A good game plan is everything.

The first step is when your club is ready to do the work. The leaders agree and accept that developing a culture of respect is worth pursuing. This starts by making a genuine commitment to know the real values of your club, to know what is and isn’t acceptable and to have a plan for what happens when people’s behaviour doesn’t match what is acceptable. Everyone needs to live and breathe the club’s values.

Secondly, the behaviour of club leaders is incredibly important and will indicate to everyone else in the club just how serious they are about setting these new standards. You’ll also need to promote in the clubrooms, online and through newsletters. If the leaders aren’t showing that they’re committed, how else will the club know?

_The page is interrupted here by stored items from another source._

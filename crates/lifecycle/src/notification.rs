//! Single-slot user notification.
//!
//! Exactly one notification is live at a time; setting a new one
//! replaces the old. Nothing auto-dismisses: the next outcome or an
//! explicit dismiss clears it.

use assetdeck_protocol::TransportError;
use serde::Serialize;

/// Visual category of a notification.
#[derive(Debug, Clone, Copy, PartialEq, Eq, Serialize)]
#[serde(rename_all = "lowercase")]
pub enum NotificationKind {
    Success,
    Error,
}

/// A message shown to the user, optionally with a status code.
#[derive(Debug, Clone, PartialEq, Eq, Serialize)]
pub struct Notification {
    pub kind: NotificationKind,
    pub message: String,
    #[serde(skip_serializing_if = "Option::is_none")]
    pub code: Option<String>,
}

impl Notification {
    pub fn success(message: impl Into<String>) -> Self {
        Self {
            kind: NotificationKind::Success,
            message: message.into(),
            code: None,
        }
    }

    pub fn error(message: impl Into<String>, code: Option<String>) -> Self {
        Self {
            kind: NotificationKind::Error,
            message: message.into(),
            code,
        }
    }

    /// Error notification carrying the server detail, or `fallback` when
    /// there is none. The code is always the transport status.
    pub fn from_transport(err: &TransportError, fallback: &str) -> Self {
        Self::error(
            err.detail().unwrap_or(fallback),
            Some(err.status().to_string()),
        )
    }

    pub fn is_error(&self) -> bool {
        self.kind == NotificationKind::Error
    }
}

/// Holder for the one live notification.
#[derive(Debug, Clone, Default)]
pub struct NotificationSlot {
    current: Option<Notification>,
}

impl NotificationSlot {
    pub fn new() -> Self {
        Self::default()
    }

    /// Replaces the live notification, returning the previous one.
    pub fn set(&mut self, notification: Notification) -> Option<Notification> {
        self.current.replace(notification)
    }

    /// Clears the slot. Returns `true` if something was cleared.
    pub fn clear(&mut self) -> bool {
        self.current.take().is_some()
    }

    pub fn get(&self) -> Option<&Notification> {
        self.current.as_ref()
    }

    pub fn is_empty(&self) -> bool {
        self.current.is_none()
    }
}
use std::pin::Pin;
use std::sync::{Arc, Mutex};
use std::task::{Context, Poll};

use futures_util::Stream;

use crate::progress::{ProgressScope, Shared};

/// Body stream that records every chunk handed to the transport.
///
/// Chunks count as transferred when the HTTP client pulls them, which is
/// the closest observable point to bytes leaving the process.
pub struct ProgressStream<S> {
    inner: S,
    shared: Arc<Mutex<Shared>>,
}

impl<S> ProgressStream<S> {
    /// Wraps `inner`, reporting into `scope`.
    pub fn new(inner: S, scope: &ProgressScope) -> Self {
        Self {
            inner,
            shared: scope.shared(),
        }
    }
}

impl<S, T, E> Stream for ProgressStream<S>
where
    S: Stream<Item = Result<T, E>> + Unpin,
    T: AsRef<[u8]>,
{
    type Item = Result<T, E>;

    fn poll_next(mut self: Pin<&mut Self>, cx: &mut Context<'_>) -> Poll<Option<Self::Item>> {
        let this = &mut *self;
        match Pin::new(&mut this.inner).poll_next(cx) {
            Poll::Ready(Some(Ok(chunk))) => {
                let len = chunk.as_ref().len() as u64;
                if let Ok(mut shared) = this.shared.lock() {
                    shared.advance(len);
                }
                Poll::Ready(Some(Ok(chunk)))
            }
            other => other,
        }
    }

    fn size_hint(&self) -> (usize, Option<usize>) {
        self.inner.size_hint()
    }
}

Thirdly, a community atmosphere doesn’t just happen, the club must create an environment where players and parents do more around their club than just the matches. Club leaders can start by knowing who’s who at the club. Learn about your members and introduce people to one another. Make it very obvious that the club and committee are interested in the members and your club will naturally find these opportunities. This needs to comes from a genuine interest from the club to connect with members and needs to come from everyone including the coaches and captains, seniors and juniors.

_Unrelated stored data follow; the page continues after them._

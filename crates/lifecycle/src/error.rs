//! Lifecycle error types.

use std::path::PathBuf;

/// Errors produced while preparing a local file selection.
///
/// Remote failures never appear here: the controller turns them into
/// notifications.
#[derive(Debug, thiserror::Error)]
pub enum SelectionError {
    #[error("I/O error: {0}")]
    Io(#[from] std::io::Error),

    #[error("not a regular file: {}", .0.display())]
    NotAFile(PathBuf),
}
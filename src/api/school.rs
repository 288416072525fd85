//! Pass-through listings used by the exam and admin screens.

use axum::extract::State;

use super::{success, ApiResult};
use crate::models::{Subject, Teacher};
use crate::AppState;

/// GET /api/teachers
pub async fn list_teachers(State(state): State<AppState>) -> ApiResult<Vec<Teacher>> {
    let session = state.store.require().await?;
    success(state.backend.teachers(&session.token).await?)
}

/// GET /api/subjects
pub async fn list_subjects(State(state): State<AppState>) -> ApiResult<Vec<Subject>> {
    let session = state.store.require().await?;
    success(state.backend.subjects(&session.token).await?)
}
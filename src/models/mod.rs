//! Data models for the school portal.
//!
//! Field names follow the school backend's JSON contract (camelCase).

mod exam;
mod health;
mod menu;
mod school;
mod session;

pub use exam::*;
pub use health::*;
pub use menu::*;
pub use school::*;
pub use session::*;
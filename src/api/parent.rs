//! Parent portal endpoints: children, child selection and the parent dashboard.

use axum::{extract::State, Json};
use serde::{Deserialize, Serialize};

use super::{require_role, success, ApiResult};
use crate::children::resolve_selection;
use crate::errors::AppError;
use crate::models::{Announcement, Event, Role, Session, Student};
use crate::AppState;

#[derive(Debug, Serialize)]
#[serde(rename_all = "camelCase")]
pub struct ParentDashboard {
    pub children: Vec<Student>,
    #[serde(skip_serializing_if = "Option::is_none")]
    pub selected_child: Option<Student>,
    pub events: Vec<Event>,
    pub announcements: Vec<Announcement>,
}

#[derive(Debug, Deserialize)]
#[serde(rename_all = "camelCase")]
pub struct SelectChildRequest {
    pub child_id: String,
}

/// GET /api/children - The parent's children.
pub async fn list_children(State(state): State<AppState>) -> ApiResult<Vec<Student>> {
    let session = state.store.require().await?;
    require_role(&session, &[Role::Parent])?;

    success(
        state
            .backend
            .children(&session.token, &session.user.role_id)
            .await?,
    )
}

/// GET /api/parent/dashboard - Dashboard for the selected child.
pub async fn get_parent_dashboard(State(state): State<AppState>) -> ApiResult<ParentDashboard> {
    let session = state.store.require().await?;
    require_role(&session, &[Role::Parent])?;

    let children = state
        .backend
        .children(&session.token, &session.user.role_id)
        .await?;
    let selected = resolve_selection(&children, session.selected_child_id.as_deref())
        .map(|c| c.id.clone());

    if selected != session.selected_child_id {
        state.store.set_selected_child(selected.as_deref()).await?;
    }

    success(build_dashboard(&state, &session, children, selected).await?)
}

/// PUT /api/children/selected - Switch child and return the refreshed dashboard.
pub async fn select_child(
    State(state): State<AppState>,
    Json(request): Json<SelectChildRequest>,
) -> ApiResult<ParentDashboard> {
    let session = state.store.require().await?;
    require_role(&session, &[Role::Parent])?;

    let children = state
        .backend
        .children(&session.token, &session.user.role_id)
        .await?;
    if !children.iter().any(|c| c.id == request.child_id) {
        return Err(AppError::Validation(format!(
            "{} is not one of your children",
            request.child_id
        )));
    }

    state
        .store
        .set_selected_child(Some(&request.child_id))
        .await?;
    tracing::info!("Parent {} selected child {}", session.user.role_id, request.child_id);

    success(build_dashboard(&state, &session, children, Some(request.child_id)).await?)
}

/// Fetch the child's record and the notice board together.
async fn build_dashboard(
    state: &AppState,
    session: &Session,
    children: Vec<Student>,
    selected: Option<String>,
) -> Result<ParentDashboard, AppError> {
    let token = session.token.as_str();
    let child = async {
        match selected.as_deref() {
            Some(id) => state.backend.student(token, id).await.map(Some),
            None => Ok(None),
        }
    };

    let (selected_child, events, announcements) = tokio::try_join!(
        child,
        state.backend.events(token),
        state.backend.announcements(token),
    )?;

    Ok(ParentDashboard {
        children,
        selected_child,
        events,
        announcements,
    })
}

Finally, when people around the club can contribute to the values of the club and what they believe to be acceptable and unacceptable behaviours, then they’ll also be on the lookout for those behaviours during the season. If they have feedback, it will be based on the standards that the club has set. The club can set up channels of feedback and have a strong process to resolve disputes. How the club sets standards and resolves issues shapes the culture of a club. With a power-with mindset, receiving feedback is seen as a way for the club to continue developing.